Where a doctor's opinion regarding the permanency of a worker's condition is based on the worker's inability to undergo surgical intervention due to the employer's failure to provide authorization, then the worker has not yet reached maximum medical improvement.
On November 24, 2000 the employee was severely injured when he fell from a broken chair and landed on a concrete floor. An MRI of the thoracic spine confirmed a herniated disk with spinal cord encroachment and displacement. The arbitrator awarded 238 weeks of temporary total disability benefits from Dec. 5, 2000 through June 30, 2005, permanent total disability benefits, medical expenses and penalties and fees pursuant to Sections 19(k), 19(l) and 16. Upon review the Illinois Workers' Compensation Commission modified the arbitrator's decision by vacating the permanency award and extending the award for temporary total disability through March 7, 2007, the date of the hearing. The arbitrator awarded TTD through June 20, 2005, the date the treating doctor opined that the claimant was permanently and totally disabled from returning to work. However, the Commission noted that the employer refused to authorize recommended fusion surgery for the claimant. On March 10, 2005, a shoulder specialist recommended right shoulder arthroscopic surgery, but again the employer would not approve the surgery. The treating doctor's opinion as to the permanent nature of the employee's condition was based on the employee's inability to undergo surgical intervention due to the employer's failure to provide authorization. Because surgical intervention is still pending, the Illinois Workers' Compensaiton Commission found that the employee has not yet reached maximum medical improvement. Therefore, the employee was entitled to 326 weeks of temporary total disability benefits, through the date of the hearing.

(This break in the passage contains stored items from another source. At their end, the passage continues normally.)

//! MongoDB persistence layer

pub mod mongo;
pub mod schemas;

pub use mongo::{IntoIndexes, MongoClient, MongoCollection, MutMetadata};
//! Questline - gamified challenge engine for a game catalog app
//!
//! Generates daily challenges for users through an external completion
//! API, verifies user actions against them with per-type heuristics, and
//! tracks a rolling 30-day verification status.
//!
//! ## Services
//!
//! - **Generator**: batch challenge creation with per-user dedup and a
//!   shared daily expiry
//! - **Verifier**: per-type verification (text similarity, activity
//!   counts, vision-assisted avatar checks)
//! - **Status**: rolling-window verified standing with a 30-day lease

pub mod ai;
pub mod config;
pub mod db;
pub mod routes;
pub mod server;
pub mod services;
pub mod types;

pub use config::Args;
pub use server::{run, AppState};
pub use types::{QuestlineError, Result};
//! The default command: fetch events and print the menu.

use std::fmt;
use std::io::Write;

use chrono::{DateTime, TimeZone};
use tracing::{debug, warn};
use xbar_gcal_core::{MenuRenderer, write_lines};
use xbar_gcal_providers::{CalendarProvider, FetchOptions};

use crate::error::ClientResult;

/// Prefix of the line printed when the calendar cannot be listed.
pub const API_ERROR_PREFIX: &str = "An error occurred:";

/// Fetches events and writes the menu to `out`, relative to `now`.
///
/// A failed listing is reported as a single menu line so the applet shows
/// it, and counts as success. Malformed event data is an error.
pub async fn run_at<Tz, W>(
    provider: &dyn CalendarProvider,
    options: FetchOptions,
    now: &DateTime<Tz>,
    mut out: W,
) -> ClientResult<()>
where
    Tz: TimeZone,
    Tz::Offset: fmt::Display,
    W: Write,
{
    debug!(
        "listing {} events of {} from {}",
        options.max_results, options.calendar_id, options.time_window.start
    );

    let events = match provider.fetch_events(options).await {
        Ok(events) => events,
        Err(e) => {
            warn!("listing failed: {}", e);
            writeln!(out, "{} {}", API_ERROR_PREFIX, e)?;
            out.flush()?;
            return Ok(());
        }
    };

    let lines = MenuRenderer::default().render_at(&events, now)?;
    write_lines(&lines, out)?;
    Ok(())
}

#[cfg(test)]
mod tests {
    use super::*;
    use crate::error::ClientError;
    use chrono::{FixedOffset, Utc};
    use xbar_gcal_core::{RawAttendee, RawEvent, RawEventTime};
    use xbar_gcal_providers::{BoxFuture, ProviderError, ProviderErrorCode, ProviderResult};

    /// Answers every listing with the same events or the same error.
    struct FixedProvider {
        name: &'static str,
        outcome: Result<Vec<RawEvent>, (ProviderErrorCode, String)>,
    }

    impl FixedProvider {
        fn with_events(name: &'static str, events: Vec<RawEvent>) -> Self {
            Self {
                name,
                outcome: Ok(events),
            }
        }

        fn failing(name: &'static str, error: ProviderError) -> Self {
            Self {
                name,
                outcome: Err((error.code(), error.message().to_string())),
            }
        }
    }

    impl CalendarProvider for FixedProvider {
        fn name(&self) -> &str {
            self.name
        }

        fn fetch_events(
            &self,
            options: FetchOptions,
        ) -> BoxFuture<'_, ProviderResult<Vec<RawEvent>>> {
            let result = match &self.outcome {
                Ok(events) => Ok(events
                    .iter()
                    .take(options.max_results as usize)
                    .cloned()
                    .collect()),
                Err((code, message)) => {
                    Err(ProviderError::new(*code, message.clone()).with_provider(self.name))
                }
            };
            Box::pin(async move { result })
        }

        fn is_authenticated(&self) -> bool {
            self.outcome.is_ok()
        }
    }

    fn now() -> DateTime<FixedOffset> {
        FixedOffset::east_opt(3600)
            .unwrap()
            .with_ymd_and_hms(2025, 3, 14, 8, 30, 0)
            .unwrap()
    }

    fn options() -> FetchOptions {
        FetchOptions::new(now().with_timezone(&Utc))
    }

    async fn output(provider: &dyn CalendarProvider) -> ClientResult<String> {
        let mut out = Vec::new();
        run_at(provider, options(), &now(), &mut out).await?;
        Ok(String::from_utf8(out).unwrap())
    }

    #[tokio::test]
    async fn prints_menu() {
        let provider = FixedProvider::with_events(
            "fixed",
            vec![
                RawEvent::new("Holiday", RawEventTime::date("2025-03-14")),
                RawEvent::new("Standup", RawEventTime::date_time("2025-03-14T09:00:00+01:00"))
                    .with_attendee(RawAttendee::me("accepted")),
            ],
        );

        assert_eq!(
            output(&provider).await.unwrap(),
            "09:00 Standup\n---\n09:00 Standup\nToday Holiday\nRefresh | refresh=true\n"
        );
    }

    #[tokio::test]
    async fn empty_calendar() {
        let provider = FixedProvider::with_events("fixed", vec![]);
        assert_eq!(output(&provider).await.unwrap(), "No upcoming events found.\n");
    }

    #[tokio::test]
    async fn listing_failure_is_shown_and_succeeds() {
        let provider =
            FixedProvider::failing("google", ProviderError::server("API error (503): backend"));

        assert_eq!(
            output(&provider).await.unwrap(),
            "An error occurred: [google] server_error: API error (503): backend\n"
        );
    }

    #[tokio::test]
    async fn listing_is_limited_to_max_results() {
        let provider = FixedProvider::with_events(
            "fixed",
            vec![
                RawEvent::new("Holiday", RawEventTime::date("2025-03-14")),
                RawEvent::new("Offsite", RawEventTime::date("2025-03-15")),
            ],
        );

        let mut out = Vec::new();
        run_at(&provider, options().with_max_results(1), &now(), &mut out)
            .await
            .unwrap();
        assert_eq!(
            String::from_utf8(out).unwrap(),
            "Today Holiday\n---\nToday Holiday\nRefresh | refresh=true\n"
        );
    }

    #[tokio::test]
    async fn malformed_event_is_an_error() {
        let provider = FixedProvider::with_events(
            "fixed",
            vec![RawEvent::new("Broken", RawEventTime::default())],
        );

        assert!(matches!(
            output(&provider).await,
            Err(ClientError::Render(_))
        ));
    }
}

Furthermore, the record was clear that the intention of the parties was to try this case pursuant to Section 19(b) of the WCA. The parties did not list nature and extent as one of the issues in dispute and therefore were not prepared to argue nature and extent of the employee's disability. Based on the lack of notice and potential prejudice, the Illinois Workers' Compensation Commission vacated the arbitrator's permanency award.